[Task requirements] Copy out every line holding the string "Fetches" from the records below.

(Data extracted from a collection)
_____

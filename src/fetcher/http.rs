//! HTTP asset fetcher backed by reqwest

use async_trait::async_trait;
use reqwest::header::{CONTENT_LENGTH, CONTENT_TYPE, HeaderMap, HeaderName, HeaderValue};
use reqwest::{Client, Proxy};
use std::collections::BTreeMap;
use std::time::Duration;
use tracing::debug;

use super::{AssetFetcher, FetchError, Result};
use crate::humanize::ByteSize;
use crate::model::{FetchedAsset, PageLocator};

/// HTTP client configuration
#[derive(Debug, Clone)]
pub struct HttpConfig {
    pub connect_timeout: Duration,
    pub user_agent: String,
    pub headers: BTreeMap<String, String>,
    pub max_page_size: ByteSize,
    pub proxy: Option<String>,
}

impl Default for HttpConfig {
    fn default() -> Self {
        Self {
            connect_timeout: Duration::from_secs(10),
            user_agent: format!("inkfetch/{}", env!("CARGO_PKG_VERSION")),
            headers: BTreeMap::new(),
            max_page_size: ByteSize::mib(50),
            proxy: None,
        }
    }
}

/// Fetches page assets over HTTP(S)
#[derive(Debug, Clone)]
pub struct HttpFetcher {
    client: Client,
    max_page_size: ByteSize,
}

impl HttpFetcher {
    pub fn new(config: &HttpConfig) -> Result<Self> {
        let mut headers = HeaderMap::new();
        for (name, value) in &config.headers {
            let name = HeaderName::from_bytes(name.as_bytes())
                .map_err(|e| FetchError::Transport(format!("invalid header name '{}': {}", name, e)))?;
            let value = HeaderValue::from_str(value)
                .map_err(|e| FetchError::Transport(format!("invalid header value for {}: {}", name.as_str(), e)))?;
            headers.insert(name, value);
        }

        let mut builder = Client::builder()
            .connect_timeout(config.connect_timeout)
            .user_agent(&config.user_agent)
            .default_headers(headers)
            .redirect(reqwest::redirect::Policy::limited(10));

        if let Some(url) = &config.proxy {
            let proxy = Proxy::all(url)
                .map_err(|e| FetchError::Transport(format!("invalid proxy: {}", e)))?;
            builder = builder.proxy(proxy);
        }

        let client = builder
            .build()
            .map_err(|e| FetchError::Transport(e.to_string()))?;

        Ok(Self {
            client,
            max_page_size: config.max_page_size,
        })
    }

    /// Underlying client, shared with the manifest locator
    pub fn client(&self) -> &Client {
        &self.client
    }

    async fn fetch_once(&self, url: &str, timeout: Duration) -> Result<FetchedAsset> {
        let response = self
            .client
            .get(url)
            .timeout(timeout)
            .send()
            .await
            .map_err(|e| classify(e, timeout))?;

        let status = response.status();
        if !status.is_success() {
            return Err(FetchError::RemoteRejected {
                code: status.as_u16(),
            });
        }

        let declared = response
            .headers()
            .get(CONTENT_LENGTH)
            .and_then(|v| v.to_str().ok())
            .and_then(|v| v.parse::<u64>().ok());
        if let Some(size) = declared {
            self.check_size(size)?;
        }

        let content_type = response
            .headers()
            .get(CONTENT_TYPE)
            .and_then(|v| v.to_str().ok())
            .map(str::to_owned);

        let bytes = response.bytes().await.map_err(|e| classify(e, timeout))?;
        self.check_size(bytes.len() as u64)?;

        Ok(FetchedAsset {
            bytes,
            content_type,
        })
    }

    fn check_size(&self, size: u64) -> Result<()> {
        if size > self.max_page_size.as_u64() {
            return Err(FetchError::Oversized {
                size: ByteSize(size),
                limit: self.max_page_size,
            });
        }
        Ok(())
    }
}

fn classify(error: reqwest::Error, timeout: Duration) -> FetchError {
    if error.is_timeout() {
        FetchError::Timeout(timeout)
    } else if let Some(status) = error.status() {
        FetchError::RemoteRejected {
            code: status.as_u16(),
        }
    } else {
        FetchError::Transport(error.to_string())
    }
}

#[async_trait]
impl AssetFetcher for HttpFetcher {
    async fn fetch(&self, locator: &PageLocator, timeout: Duration) -> Result<FetchedAsset> {
        debug!(url = %locator.url, position = locator.position, "Fetching page");

        // reqwest's timeout covers the body too, this also bounds DNS and
        // connection setup under a stalled resolver
        let asset = tokio::time::timeout(timeout, self.fetch_once(&locator.url, timeout))
            .await
            .map_err(|_| FetchError::Timeout(timeout))??;

        debug!(
            url = %locator.url,
            size = asset.bytes.len(),
            content_type = asset.content_type.as_deref().unwrap_or("-"),
            "Page fetched"
        );
        Ok(asset)
    }
}

#[cfg(test)]
mod tests {
    use super::*;

    #[test]
    fn test_http_config_defaults() {
        let config = HttpConfig::default();
        assert_eq!(config.connect_timeout, Duration::from_secs(10));
        assert_eq!(config.max_page_size, ByteSize::mib(50));
        assert!(config.user_agent.starts_with("inkfetch/"));
    }

    #[test]
    fn test_rejects_invalid_header() {
        let mut config = HttpConfig::default();
        config
            .headers
            .insert("bad header".to_string(), "value".to_string());
        assert!(matches!(
            HttpFetcher::new(&config),
            Err(FetchError::Transport(_))
        ));
    }

    #[tokio::test]
    async fn test_unreachable_host_is_transport_error() {
        let fetcher = HttpFetcher::new(&HttpConfig::default()).unwrap();
        // Port 9 on localhost: nothing listens there in test environments
        let locator = PageLocator::new("http://127.0.0.1:9/page.jpg", 0);
        let err = fetcher
            .fetch(&locator, Duration::from_secs(5))
            .await
            .unwrap_err();
        assert!(matches!(err, FetchError::Transport(_) | FetchError::Timeout(_)));
    }
}
//! Chapter downloader
//!
//! Fetches every page of one chapter with bounded parallelism, persists the
//! pages in position order and hands the result to the format converter.
//! Page workers never touch shared state: they send `(position, result)`
//! to the coordinating task, which owns the slot table.

use std::path::PathBuf;
use std::sync::Arc;
use std::time::Instant;
use tokio::sync::{Semaphore, mpsc};
use tokio::task::JoinSet;
use tokio_util::sync::CancellationToken;
use tracing::{debug, error, info, warn};

use crate::convert::{self, ComicInfo, ConvertOptions};
use crate::fetcher::{self, AssetFetcher, FetchError};
use crate::layout::{self, ChapterDestination};
use crate::model::{
    Chapter, ChapterOutcome, ChapterState, DownloadSettings, PageFailure, PageFile, PageLocator,
};
use crate::progress::{ProgressEvent, ProgressReporter};
use crate::retry::{RetryError, RetryPolicy, run_with_retry};

/// Terminal result of one page
type PageResult = Result<StoredPage, PageError>;

#[derive(Debug)]
enum PageError {
    /// The job was cancelled before the page finished
    Cancelled,
    Failed(String),
}

#[derive(Debug)]
struct StoredPage {
    file: PageFile,
    bytes: u64,
}

/// Everything a page worker needs, shared across the chapter's workers
struct PageContext {
    index: usize,
    fetcher: Arc<dyn AssetFetcher>,
    reporter: Arc<dyn ProgressReporter>,
    retry: RetryPolicy,
    timeout: std::time::Duration,
    dir: PathBuf,
    digits: usize,
    cancel: CancellationToken,
}

#[derive(Clone)]
pub struct ChapterDownloader {
    fetcher: Arc<dyn AssetFetcher>,
    reporter: Arc<dyn ProgressReporter>,
}

impl ChapterDownloader {
    pub fn new(fetcher: Arc<dyn AssetFetcher>, reporter: Arc<dyn ProgressReporter>) -> Self {
        Self { fetcher, reporter }
    }

    /// Download and convert one chapter. Never fails: every problem ends up
    /// in the returned outcome.
    pub async fn download_chapter(
        &self,
        index: usize,
        chapter: &Chapter,
        destination: &ChapterDestination,
        settings: &DownloadSettings,
        comic_info: Option<ComicInfo>,
        cancel: &CancellationToken,
    ) -> ChapterOutcome {
        let started = Instant::now();
        let pages_total = chapter.pages.len();
        let mut outcome = ChapterOutcome {
            index,
            number: chapter.number.clone(),
            title: chapter.title.clone(),
            state: ChapterState::Pending,
            pages_total,
            pages_succeeded: 0,
            failed_pages: Vec::new(),
            skipped_pages: Vec::new(),
            cancelled_pages: Vec::new(),
            artifact: None,
            error: None,
            bytes_downloaded: 0,
            elapsed: Default::default(),
        };

        let state = match ChapterState::Pending.advance(ChapterState::InProgress) {
            Ok(state) => state,
            Err(e) => return self.finish(outcome, ChapterState::Failed, Some(e.to_string()), started),
        };
        outcome.state = state;

        self.reporter.on_event(ProgressEvent::ChapterStarted {
            index,
            number: chapter.number.clone(),
            pages_total,
        });
        info!(chapter = %chapter.number, pages = pages_total, dir = %destination.dir.display(), "Chapter started");

        if pages_total == 0 {
            return self.finish(outcome, ChapterState::Failed, Some("chapter has no pages".into()), started);
        }

        if let Err(e) = tokio::fs::create_dir_all(&destination.dir).await {
            error!(dir = %destination.dir.display(), error = %e, "Cannot create chapter directory");
            return self.finish(
                outcome,
                ChapterState::Failed,
                Some(format!("cannot create {}: {}", destination.dir.display(), e)),
                started,
            );
        }

        let slots = self.fetch_pages(index, chapter, destination, settings, cancel).await;

        let mut stored = Vec::new();
        for (position, slot) in slots.into_iter().enumerate() {
            match slot {
                Some(Ok(page)) => {
                    outcome.bytes_downloaded += page.bytes;
                    stored.push(page.file);
                }
                Some(Err(PageError::Cancelled)) => outcome.cancelled_pages.push(position),
                Some(Err(PageError::Failed(reason))) => outcome.failed_pages.push(PageFailure { position, reason }),
                None => outcome.failed_pages.push(PageFailure {
                    position,
                    reason: "page worker aborted".into(),
                }),
            }
        }
        outcome.pages_succeeded = stored.len();

        // Left in progress: a cancelled chapter was never finished, so it
        // is neither converted nor classified
        if outcome.is_interrupted() {
            outcome.elapsed = started.elapsed();
            info!(
                chapter = %chapter.number,
                pages = outcome.pages_succeeded,
                cancelled = outcome.cancelled_pages.len(),
                "Chapter interrupted by cancellation"
            );
            return outcome;
        }

        let mut final_state = ChapterState::classify(stored.len(), pages_total);
        let mut error = None;

        if stored.is_empty() {
            error = Some("no page could be downloaded".to_string());
        } else {
            match self.convert(stored, pages_total, settings, destination, comic_info).await {
                Ok(conversion) => {
                    if !conversion.skipped.is_empty() && final_state == ChapterState::Completed {
                        final_state = ChapterState::PartiallyFailed;
                    }
                    outcome.artifact = Some(conversion.artifact);
                    outcome.skipped_pages = conversion.skipped;
                }
                Err(reason) => {
                    error!(chapter = %chapter.number, error = %reason, "Chapter conversion failed");
                    final_state = ChapterState::Failed;
                    error = Some(reason);
                }
            }
        }

        self.finish(outcome, final_state, error, started)
    }

    /// Fan out page workers and collect their results by position
    async fn fetch_pages(
        &self,
        index: usize,
        chapter: &Chapter,
        destination: &ChapterDestination,
        settings: &DownloadSettings,
        cancel: &CancellationToken,
    ) -> Vec<Option<PageResult>> {
        let pages_total = chapter.pages.len();
        let context = Arc::new(PageContext {
            index,
            fetcher: self.fetcher.clone(),
            reporter: self.reporter.clone(),
            retry: settings.retry.clone(),
            timeout: settings.request_timeout,
            dir: destination.dir.clone(),
            digits: layout::page_digits(pages_total),
            cancel: cancel.clone(),
        });

        let semaphore = Arc::new(Semaphore::new(settings.max_concurrent_images.max(1)));
        let (tx, mut rx) = mpsc::channel::<(usize, PageResult)>(pages_total);
        let mut workers = JoinSet::new();

        for locator in chapter.pages.iter().cloned() {
            let context = context.clone();
            let semaphore = semaphore.clone();
            let tx = tx.clone();

            workers.spawn(async move {
                let position = locator.position;
                let result = fetch_page(&context, &semaphore, locator).await;
                // The receiver lives until every sender is gone
                let _ = tx.send((position, result)).await;
            });
        }
        drop(tx);

        let mut slots: Vec<Option<PageResult>> = (0..pages_total).map(|_| None).collect();
        let mut completed = 0;

        while let Some((position, result)) = rx.recv().await {
            let Some(slot) = slots.get_mut(position) else {
                warn!(position, pages_total, "Ignoring result for unknown page position");
                continue;
            };
            if slot.is_some() {
                continue;
            }
            *slot = Some(result);
            completed += 1;

            self.reporter.on_event(ProgressEvent::ChapterProgress {
                index,
                pages_completed: completed,
                pages_total,
            });
        }

        while let Some(joined) = workers.join_next().await {
            if let Err(e) = joined {
                error!(chapter = %chapter.number, error = %e, "Page worker panicked");
            }
        }

        slots
    }

    async fn convert(
        &self,
        pages: Vec<PageFile>,
        pages_total: usize,
        settings: &DownloadSettings,
        destination: &ChapterDestination,
        comic_info: Option<ComicInfo>,
    ) -> Result<convert::Conversion, String> {
        let format = settings.format;
        let destination = destination.clone();
        let options = ConvertOptions {
            keep_images: settings.keep_images || !format.is_packaged(),
            comic_info,
            page_digits: Some(layout::page_digits(pages_total)),
        };

        tokio::task::spawn_blocking(move || convert::convert(&pages, format, &destination, &options))
            .await
            .map_err(|e| format!("conversion task failed: {}", e))?
            .map_err(|e| format!("conversion failed: {}", e))
    }

    fn finish(
        &self,
        mut outcome: ChapterOutcome,
        state: ChapterState,
        error: Option<String>,
        started: Instant,
    ) -> ChapterOutcome {
        outcome.state = match outcome.state.advance(state) {
            Ok(state) => state,
            Err(e) => {
                error!(error = %e, "Invalid chapter state transition");
                ChapterState::Failed
            }
        };
        outcome.error = error;
        outcome.elapsed = started.elapsed();

        info!(
            chapter = %outcome.number,
            state = %outcome.state,
            pages = outcome.pages_succeeded,
            total = outcome.pages_total,
            bytes = outcome.bytes_downloaded,
            "Chapter finished"
        );
        outcome
    }
}

/// Acquire a page permit, fetch with retry and persist the asset
async fn fetch_page(context: &PageContext, semaphore: &Arc<Semaphore>, locator: PageLocator) -> PageResult {
    let position = locator.position;

    let _permit = tokio::select! {
        biased;
        _ = context.cancel.cancelled() => return Err(PageError::Cancelled),
        permit = semaphore.clone().acquire_owned() => match permit {
            Ok(permit) => permit,
            Err(_) => return Err(PageError::Cancelled),
        },
    };
    if context.cancel.is_cancelled() {
        return Err(PageError::Cancelled);
    }

    let fetched = run_with_retry(
        &context.retry,
        &context.cancel,
        |attempt, error: &FetchError, delay| {
            debug!(position, attempt, kind = error.kind(), "Page attempt failed");
            context.reporter.on_event(ProgressEvent::PageRetrying {
                index: context.index,
                position,
                attempt,
                max_attempts: context.retry.max_attempts,
                delay,
                error: error.to_string(),
            });
        },
        |_| context.fetcher.fetch(&locator, context.timeout),
    )
    .await;

    let asset = match fetched {
        Ok((asset, _attempts)) => asset,
        Err(RetryError::Cancelled { .. }) => return Err(PageError::Cancelled),
        Err(e) => {
            warn!(position, url = %locator.url, attempts = e.attempts(), error = %e, "Page failed");
            return Err(PageError::Failed(e.to_string()));
        }
    };

    let ext = fetcher::image_extension(asset.content_type.as_deref(), &locator.url);
    let path = context
        .dir
        .join(layout::page_file_name(position, context.digits, ext));
    let part = path.with_extension(format!("{}.part", ext));

    let written = async {
        tokio::fs::write(&part, &asset.bytes).await?;
        tokio::fs::rename(&part, &path).await
    }
    .await;

    if let Err(e) = written {
        let _ = tokio::fs::remove_file(&part).await;
        warn!(position, path = %path.display(), error = %e, "Failed to store page");
        return Err(PageError::Failed(format!("failed to write {}: {}", path.display(), e)));
    }

    Ok(StoredPage {
        file: PageFile { position, path },
        bytes: asset.bytes.len() as u64,
    })
}
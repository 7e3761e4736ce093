use std::fs;

use super::{Conversion, ConversionError, Result};
use crate::layout::{self, ChapterDestination};
use crate::model::PageFile;

/// Loose images: pages end up in the chapter directory under their
/// position-ordered name, nothing is decoded.
pub(super) fn collect(
    pages: &[PageFile],
    destination: &ChapterDestination,
    digits: usize,
) -> Result<Conversion> {
    fs::create_dir_all(&destination.dir).map_err(|e| ConversionError::write(&destination.dir, e))?;

    for page in pages {
        if page.path.parent() == Some(destination.dir.as_path()) {
            continue;
        }
        let ext = page
            .path
            .extension()
            .and_then(|e| e.to_str())
            .unwrap_or("webp");
        let target = destination
            .dir
            .join(layout::page_file_name(page.position, digits, ext));
        fs::rename(&page.path, &target).map_err(|e| ConversionError::write(&target, e))?;
    }

    Ok(Conversion {
        artifact: destination.dir.clone(),
        skipped: Vec::new(),
    })
}
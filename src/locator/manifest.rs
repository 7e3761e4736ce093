use async_trait::async_trait;
use serde::Deserialize;
use std::collections::HashMap;
use std::path::Path;
use std::sync::RwLock;
use tracing::{debug, info};

use super::{ContentLocator, LocatorError, Result};
use crate::model::{Chapter, PageLocator, Work, WorkMetadata};

/// Work manifest as stored on disk or served over HTTP
#[derive(Debug, Deserialize)]
pub struct WorkManifest {
    #[serde(default)]
    pub id: String,
    #[serde(default)]
    pub url: String,
    pub title: String,
    #[serde(default)]
    pub metadata: WorkMetadata,
    #[serde(default)]
    pub chapters: Vec<ChapterManifest>,
}

#[derive(Debug, Deserialize)]
pub struct ChapterManifest {
    pub id: String,
    pub number: ChapterNumber,
    #[serde(default)]
    pub title: String,
    #[serde(default)]
    pub url: Option<String>,
    #[serde(default)]
    pub pages: Vec<String>,
}

/// Chapter numbers show up both as `12` and `"12.5"`
#[derive(Debug, Deserialize)]
#[serde(untagged)]
pub enum ChapterNumber {
    Integer(u64),
    Float(f64),
    Text(String),
}

impl std::fmt::Display for ChapterNumber {
    fn fmt(&self, f: &mut std::fmt::Formatter<'_>) -> std::fmt::Result {
        match self {
            ChapterNumber::Integer(n) => write!(f, "{}", n),
            ChapterNumber::Float(n) => write!(f, "{}", n),
            ChapterNumber::Text(s) => f.write_str(s),
        }
    }
}

impl WorkManifest {
    pub fn parse(json: &str) -> Result<Self> {
        let manifest: WorkManifest = serde_json::from_str(json)?;
        if manifest.title.trim().is_empty() {
            return Err(LocatorError::InvalidManifest("work title is empty".into()));
        }
        Ok(manifest)
    }
}

/// Locator backed by a JSON work manifest (local file or http(s) URL)
pub struct ManifestLocator {
    client: reqwest::Client,
    /// Chapter id -> page URLs, filled by `list_chapters`
    pages: RwLock<HashMap<String, Vec<String>>>,
}

impl ManifestLocator {
    pub fn new(client: reqwest::Client) -> Self {
        Self {
            client,
            pages: RwLock::new(HashMap::new()),
        }
    }

    async fn read_manifest(&self, work_ref: &str) -> Result<String> {
        if work_ref.starts_with("http://") || work_ref.starts_with("https://") {
            debug!(url = work_ref, "Fetching manifest");
            let response = self
                .client
                .get(work_ref)
                .send()
                .await
                .map_err(|e| LocatorError::Http(e.to_string()))?;
            let status = response.status();
            if !status.is_success() {
                return Err(LocatorError::Http(format!("{} returned HTTP {}", work_ref, status.as_u16())));
            }
            return response
                .text()
                .await
                .map_err(|e| LocatorError::Http(e.to_string()));
        }

        let path = Path::new(work_ref);
        tokio::fs::read_to_string(path)
            .await
            .map_err(|source| LocatorError::Io {
                path: path.to_path_buf(),
                source,
            })
    }
}

#[async_trait]
impl ContentLocator for ManifestLocator {
    async fn list_chapters(&self, work_ref: &str) -> Result<Work> {
        let manifest = WorkManifest::parse(&self.read_manifest(work_ref).await?)?;

        let mut pages = HashMap::with_capacity(manifest.chapters.len());
        let chapters = manifest
            .chapters
            .into_iter()
            .map(|c| {
                pages.insert(c.id.clone(), c.pages);
                Chapter {
                    id: c.id,
                    number: c.number.to_string(),
                    title: c.title,
                    url: c.url,
                    pages: Vec::new(),
                }
            })
            .collect::<Vec<_>>();

        match self.pages.write() {
            Ok(mut cache) => *cache = pages,
            Err(poisoned) => *poisoned.into_inner() = pages,
        }

        info!(work = %manifest.title, chapters = chapters.len(), "Manifest loaded");

        Ok(Work {
            id: manifest.id,
            url: if manifest.url.is_empty() {
                work_ref.to_string()
            } else {
                manifest.url
            },
            title: manifest.title,
            metadata: manifest.metadata,
            chapters,
        })
    }

    async fn list_pages(&self, chapter: &Chapter) -> Result<Vec<PageLocator>> {
        let cache = match self.pages.read() {
            Ok(cache) => cache,
            Err(poisoned) => poisoned.into_inner(),
        };
        cache
            .get(&chapter.id)
            .map(|urls| PageLocator::sequence(urls.iter().cloned()))
            .ok_or_else(|| LocatorError::ChapterNotFound(chapter.id.clone()))
    }
}

#[cfg(test)]
mod tests {
    use super::*;

    const MANIFEST: &str = r#"{
        "id": "w-1",
        "title": "Sample Work",
        "metadata": { "author": "Someone", "genres": ["Drama"], "status": "ONGOING" },
        "chapters": [
            { "id": "c1", "number": 1, "title": "Begin", "pages": ["https://x/1.jpg", "https://x/2.jpg"] },
            { "id": "c2", "number": "1.5", "pages": ["https://x/3.jpg"] }
        ]
    }"#;

    #[tokio::test]
    async fn test_lists_chapters_then_pages() {
        let tmp = tempfile::tempdir().unwrap();
        let path = tmp.path().join("work.json");
        std::fs::write(&path, MANIFEST).unwrap();

        let locator = ManifestLocator::new(reqwest::Client::new());
        let work = locator.list_chapters(path.to_str().unwrap()).await.unwrap();

        assert_eq!(work.title, "Sample Work");
        assert_eq!(work.metadata.author.as_deref(), Some("Someone"));
        assert_eq!(work.chapters.len(), 2);
        assert_eq!(work.chapters[1].number, "1.5");
        assert!(work.chapters[0].pages.is_empty());

        let pages = locator.list_pages(&work.chapters[0]).await.unwrap();
        assert_eq!(pages, PageLocator::sequence(["https://x/1.jpg", "https://x/2.jpg"]));
    }

    #[tokio::test]
    async fn test_missing_file() {
        let locator = ManifestLocator::new(reqwest::Client::new());
        let err = locator.list_chapters("/nonexistent/work.json").await.unwrap_err();
        assert!(matches!(err, LocatorError::Io { .. }));
    }

    #[tokio::test]
    async fn test_unknown_chapter() {
        let locator = ManifestLocator::new(reqwest::Client::new());
        let err = locator
            .list_pages(&Chapter::new("nope", "1", ""))
            .await
            .unwrap_err();
        assert!(matches!(err, LocatorError::ChapterNotFound(id) if id == "nope"));
    }

    #[test]
    fn test_rejects_malformed_manifest() {
        assert!(matches!(WorkManifest::parse("{"), Err(LocatorError::Parse(_))));
        assert!(matches!(
            WorkManifest::parse(r#"{"title": "  "}"#),
            Err(LocatorError::InvalidManifest(_))
        ));
    }
}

_____

[Output for this exercise]
/// Fetches page assets over HTTP(S)
//! Fetches every page of one chapter with bounded parallelism, persists the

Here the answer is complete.